2. Software testing and quality assurance (QA)
Developers working on apps, games, and websites typically test their creations under real-world conditions and simulated human behavior. The worldwide software testing market amounts to a whopping $45 billion today, but many facets remain manual and human-dependent even today.
AI could automatically generate test cases based on a product’s intended audience and execute them several times faster than humans. This will allow developers up the chain to receive feedback much sooner and speed up the overall quality assurance process. We’ll still need human testers at various stages of product testing, but not as many as we do today.
3. Graphic design and artists
With AI-generated art making waves, it’s only a matter of time before it permeates through various forms of media. In fact, some would argue that AI has already crept into the entertainment industry. In late 2023, the hit video game The Finals stirred controversy for employing generative AI to produce dialogue. While the company employed voice actors, it also used text-to-speech for “contextual in-game actions”.
Graphic design is yet another field that’s in a moment of crisis because of AI. Midjourney is capable of converting plain English text into beautiful artwork. This allows a smaller group of designers to create and modify assets used in everything from blockbuster movies to video games. We also know that OpenAI is actively working on a text-to-video generator called Sora.
Finally, while professional photographers can make a living off selling stock images and videos on the internet today, that could change too. Meta trained its Imagine image generator on public photos from Facebook and Instagram. With the sheer breadth of real-world imagery available on social media platforms, it’s hardly surprising that Meta’s AI can generate photorealistic images within seconds.
4. Help desks and tech support
Most of us have encountered a tech support bot at some point, but communicating with one almost always feels like an exercise in frustration. These chatbots were once cutting-edge but now seem quaint in comparison to modern AI like ChatGPT. As language models become cheaper to deploy in the coming years, we’ll likely see the rollout of improved support chatbots that can handle just about any question or request. And that advancement might be enough to reduce the headcount at many help desks and call centers globally.

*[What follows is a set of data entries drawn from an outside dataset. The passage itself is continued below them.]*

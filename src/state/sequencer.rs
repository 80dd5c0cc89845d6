/// Processing animation timeline
///
/// The processing screen shows four step labels that light up one after
/// another and then hands over to the results screen. Nothing real is
/// computed: the sequence is pure timer choreography.
///
/// `StepSequencer` is the state machine. `StepSequencer::start` returns
/// the timeline as a stream of `SequencerEvent`s together with a
/// `SequencerHandle`; stopping (or dropping) the handle ends the stream.
use futures::stream::{self, AbortHandle, Stream};
use std::time::Duration;
use tokio::time::{self, Instant};
use tracing::debug;

use super::data::ProcessingStep;

/// Labels shown while "analyzing"
pub const PROCESSING_STEPS: [&str; 4] = [
    "Detecting facial landmarks...",
    "Analyzing face shape...",
    "Matching with hairstyle database...",
    "Generating recommendations...",
];

/// Default delay between two steps
pub const DEFAULT_STEP_INTERVAL: Duration = Duration::from_millis(800);

/// Default time until the results screen is shown
pub const DEFAULT_TOTAL_DURATION: Duration = Duration::from_millis(4000);

/// Cadence of the timeline
#[derive(Debug, Clone, Copy, PartialEq, Eq)]
pub struct SequencerTiming {
    pub step_interval: Duration,
    pub total_duration: Duration,
}

impl Default for SequencerTiming {
    fn default() -> Self {
        Self {
            step_interval: DEFAULT_STEP_INTERVAL,
            total_duration: DEFAULT_TOTAL_DURATION,
        }
    }
}

#[derive(Debug, Clone, Copy, PartialEq, Eq)]
pub enum SequencerState {
    Idle,
    /// Index into `PROCESSING_STEPS`
    Step(usize),
    Done,
}

/// Ticks produced by the timeline
#[derive(Debug, Clone, Copy, PartialEq, Eq)]
pub enum SequencerEvent {
    /// One step interval elapsed
    Advance,
    /// The total duration elapsed
    Finished,
}

/// What the host has to do after applying an event
#[derive(Debug, Clone, Copy, PartialEq, Eq)]
pub enum Transition {
    /// The current step is now the given index (may be unchanged when clamped)
    Step(usize),
    /// Show the results screen
    Navigate,
}

/// Cancels a running timeline. Dropping the handle cancels too.
#[derive(Debug)]
pub struct SequencerHandle {
    abort: AbortHandle,
}

impl SequencerHandle {
    pub fn stop(&self) {
        if !self.abort.is_aborted() {
            debug!("processing timeline cancelled");
        }
        self.abort.abort();
    }

    pub fn is_stopped(&self) -> bool {
        self.abort.is_aborted()
    }
}

impl Drop for SequencerHandle {
    fn drop(&mut self) {
        self.abort.abort();
    }
}

#[derive(Debug)]
pub struct StepSequencer {
    state: SequencerState,
    stopped: bool,
}

impl Default for StepSequencer {
    fn default() -> Self {
        Self::new()
    }
}

impl StepSequencer {
    pub fn new() -> Self {
        Self {
            state: SequencerState::Idle,
            stopped: false,
        }
    }

    pub fn state(&self) -> SequencerState {
        self.state
    }

    /// Show the first step and start the timeline.
    ///
    /// The returned stream only makes progress while it is polled; the host
    /// feeds every item back through `apply`.
    pub fn start(
        &mut self,
        timing: SequencerTiming,
    ) -> (impl Stream<Item = SequencerEvent> + Send + 'static, SequencerHandle) {
        if self.state == SequencerState::Idle {
            self.state = SequencerState::Step(0);
        }
        let (events, abort) = stream::abortable(timeline(timing));
        (events, SequencerHandle { abort })
    }

    /// Ignore every event from now on
    pub fn stop(&mut self) {
        self.stopped = true;
    }

    /// Feed one timeline event into the state machine.
    ///
    /// Returns `None` when the event is ignored: before `start`, after
    /// `stop`, or once the sequence is done. `Transition::Navigate` is
    /// therefore returned at most once.
    pub fn apply(&mut self, event: SequencerEvent) -> Option<Transition> {
        if self.stopped {
            return None;
        }
        match (self.state, event) {
            (SequencerState::Idle | SequencerState::Done, _) => None,
            (SequencerState::Step(current), SequencerEvent::Advance) => {
                let next = (current + 1).min(PROCESSING_STEPS.len() - 1);
                self.state = SequencerState::Step(next);
                Some(Transition::Step(next))
            }
            (SequencerState::Step(_), SequencerEvent::Finished) => {
                self.state = SequencerState::Done;
                Some(Transition::Navigate)
            }
        }
    }

    /// Index of the highlighted step. Stays on the last step once done.
    pub fn current_step(&self) -> usize {
        match self.state {
            SequencerState::Idle => 0,
            SequencerState::Step(index) => index,
            SequencerState::Done => PROCESSING_STEPS.len() - 1,
        }
    }

    pub fn steps(&self) -> Vec<ProcessingStep> {
        let current = self.current_step();
        PROCESSING_STEPS
            .iter()
            .enumerate()
            .map(|(index, label)| ProcessingStep {
                label,
                complete: index < current,
            })
            .collect()
    }

    /// Whether the step at `index` is lit
    pub fn is_active(&self, index: usize) -> bool {
        self.state != SequencerState::Idle && index <= self.current_step()
    }

    /// Progress bar fill in percent
    pub fn progress(&self) -> f32 {
        if self.state == SequencerState::Idle {
            return 0.0;
        }
        (self.current_step() + 1) as f32 / PROCESSING_STEPS.len() as f32 * 100.0
    }
}

/// Emits `Advance` every step interval that falls strictly before the total
/// duration, then a single `Finished`, then ends.
fn timeline(timing: SequencerTiming) -> impl Stream<Item = SequencerEvent> + Send + 'static {
    // (started at, ticks emitted, finished)
    stream::unfold(
        (None::<Instant>, 0u32, false),
        move |(started, ticks, finished)| async move {
            if finished {
                return None;
            }
            let started = started.unwrap_or_else(Instant::now);
            let deadline = started + timing.total_duration;
            let next_tick = started + timing.step_interval * (ticks + 1);

            if next_tick < deadline {
                time::sleep_until(next_tick).await;
                Some((SequencerEvent::Advance, (Some(started), ticks + 1, false)))
            } else {
                time::sleep_until(deadline).await;
                Some((SequencerEvent::Finished, (Some(started), ticks, true)))
            }
        },
    )
}

#[cfg(test)]
mod tests {
    use super::*;
    use futures::StreamExt;

    fn started() -> StepSequencer {
        let mut sequencer = StepSequencer::new();
        sequencer.state = SequencerState::Step(0);
        sequencer
    }

    #[test]
    fn test_starts_idle() {
        let sequencer = StepSequencer::new();
        assert_eq!(sequencer.state(), SequencerState::Idle);
        assert_eq!(sequencer.progress(), 0.0);
        assert!(!sequencer.is_active(0));
    }

    #[test]
    fn test_events_before_start_are_ignored() {
        let mut sequencer = StepSequencer::new();
        assert_eq!(sequencer.apply(SequencerEvent::Advance), None);
        assert_eq!(sequencer.apply(SequencerEvent::Finished), None);
        assert_eq!(sequencer.state(), SequencerState::Idle);
    }

    #[test]
    fn test_advance_clamps_at_last_step() {
        let mut sequencer = started();
        let mut seen = vec![sequencer.current_step()];
        for _ in 0..6 {
            sequencer.apply(SequencerEvent::Advance);
            seen.push(sequencer.current_step());
        }

        assert_eq!(seen, vec![0, 1, 2, 3, 3, 3, 3]);
        assert_eq!(sequencer.state(), SequencerState::Step(3));
        assert!(seen.windows(2).all(|w| w[0] <= w[1]));
    }

    #[test]
    fn test_finish_navigates_exactly_once() {
        let mut sequencer = started();
        sequencer.apply(SequencerEvent::Advance);

        assert_eq!(sequencer.apply(SequencerEvent::Finished), Some(Transition::Navigate));
        assert_eq!(sequencer.state(), SequencerState::Done);
        assert_eq!(sequencer.apply(SequencerEvent::Finished), None);
        assert_eq!(sequencer.apply(SequencerEvent::Advance), None);
        assert_eq!(sequencer.state(), SequencerState::Done);
    }

    #[test]
    fn test_stopped_sequencer_ignores_events() {
        let mut sequencer = started();
        sequencer.stop();

        assert_eq!(sequencer.apply(SequencerEvent::Advance), None);
        assert_eq!(sequencer.apply(SequencerEvent::Finished), None);
        assert_eq!(sequencer.state(), SequencerState::Step(0));
    }

    #[test]
    fn test_steps_and_progress() {
        let mut sequencer = started();
        sequencer.apply(SequencerEvent::Advance);
        sequencer.apply(SequencerEvent::Advance);

        let steps = sequencer.steps();
        assert_eq!(steps.len(), 4);
        assert_eq!(steps[0].label, "Detecting facial landmarks...");
        assert_eq!(
            steps.iter().map(|s| s.complete).collect::<Vec<_>>(),
            vec![true, true, false, false]
        );
        assert!(sequencer.is_active(2));
        assert!(!sequencer.is_active(3));
        assert_eq!(sequencer.progress(), 75.0);
    }

    #[tokio::test(start_paused = true)]
    async fn test_timeline_cadence() {
        let mut sequencer = StepSequencer::new();
        let (events, _handle) = sequencer.start(SequencerTiming::default());
        assert_eq!(sequencer.state(), SequencerState::Step(0));

        let begin = Instant::now();
        let mut events = Box::pin(events);
        let mut stamped = Vec::new();
        while let Some(event) = events.next().await {
            stamped.push((begin.elapsed().as_millis(), event));
            sequencer.apply(event);
        }

        use SequencerEvent::*;
        assert_eq!(
            stamped,
            vec![
                (800, Advance),
                (1600, Advance),
                (2400, Advance),
                (3200, Advance),
                (4000, Finished),
            ]
        );
        assert_eq!(sequencer.state(), SequencerState::Done);
    }

    #[tokio::test(start_paused = true)]
    async fn test_reaches_last_step_before_finishing() {
        let mut sequencer = StepSequencer::new();
        let (events, _handle) = sequencer.start(SequencerTiming::default());
        let mut events = Box::pin(events);

        let mut navigations = 0;
        let mut state_before_finish = None;
        while let Some(event) = events.next().await {
            if event == SequencerEvent::Finished {
                state_before_finish = Some(sequencer.state());
            }
            if sequencer.apply(event) == Some(Transition::Navigate) {
                navigations += 1;
            }
        }

        assert_eq!(state_before_finish, Some(SequencerState::Step(3)));
        assert_eq!(navigations, 1);
    }

    #[tokio::test(start_paused = true)]
    async fn test_finish_does_not_wait_for_steps() {
        // Slow steps: only one interval fits before the deadline
        let timing = SequencerTiming {
            step_interval: Duration::from_millis(1500),
            total_duration: Duration::from_millis(2000),
        };
        let mut sequencer = StepSequencer::new();
        let (events, _handle) = sequencer.start(timing);
        let collected: Vec<_> = events.collect().await;

        assert_eq!(collected, vec![SequencerEvent::Advance, SequencerEvent::Finished]);
    }

    #[tokio::test(start_paused = true)]
    async fn test_stop_ends_timeline() {
        let mut sequencer = StepSequencer::new();
        let (events, handle) = sequencer.start(SequencerTiming::default());
        let mut events = Box::pin(events);

        let first = events.next().await;
        assert_eq!(first, Some(SequencerEvent::Advance));
        sequencer.apply(SequencerEvent::Advance);

        handle.stop();
        sequencer.stop();
        assert!(handle.is_stopped());

        // Even well past the deadline nothing else comes out
        time::advance(Duration::from_secs(10)).await;
        assert_eq!(events.next().await, None);
        assert_eq!(sequencer.state(), SequencerState::Step(1));
    }

    #[tokio::test(start_paused = true)]
    async fn test_dropping_handle_cancels() {
        let mut sequencer = StepSequencer::new();
        let (events, handle) = sequencer.start(SequencerTiming::default());
        drop(handle);

        let collected: Vec<_> = events.collect().await;
        assert!(collected.is_empty());
    }
}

Generative AI-based chatbots can understand natural language and context extremely well, allowing them to provide helpful advice within seconds. The only silver lining is that humans will likely still handle more complex interactions. Rescheduling a flight and customer retention need more than a large language model, after all, so the job market won’t disappear overnight.
5. Advertising and market research
The advertising and sales teams at tech giants like Google have witnessed extensive layoffs over the past year. Simultaneously, these companies have introduced new features that use generative AI to assist advertisers in creating text and art assets. For example, Google previously employed humans to help clients draft ads, pick the right layout, and optimize their budgets but has now automated most of the process via a new AI-driven Performance Max product.
Likewise, AI has streamlined the data collection and analysis aspects of market research. You may have noticed that Amazon now uses a large language model to summarize reviews and help its users gauge product quality at a glance. This same approach can also be applied elsewhere, allowing companies to gather insights from large amounts of unstructured data within seconds. So like many of the jobs outlined above, there is a very tangible risk that AI could replace some market research jobs, particularly those involving repetitive and data-heavy tasks.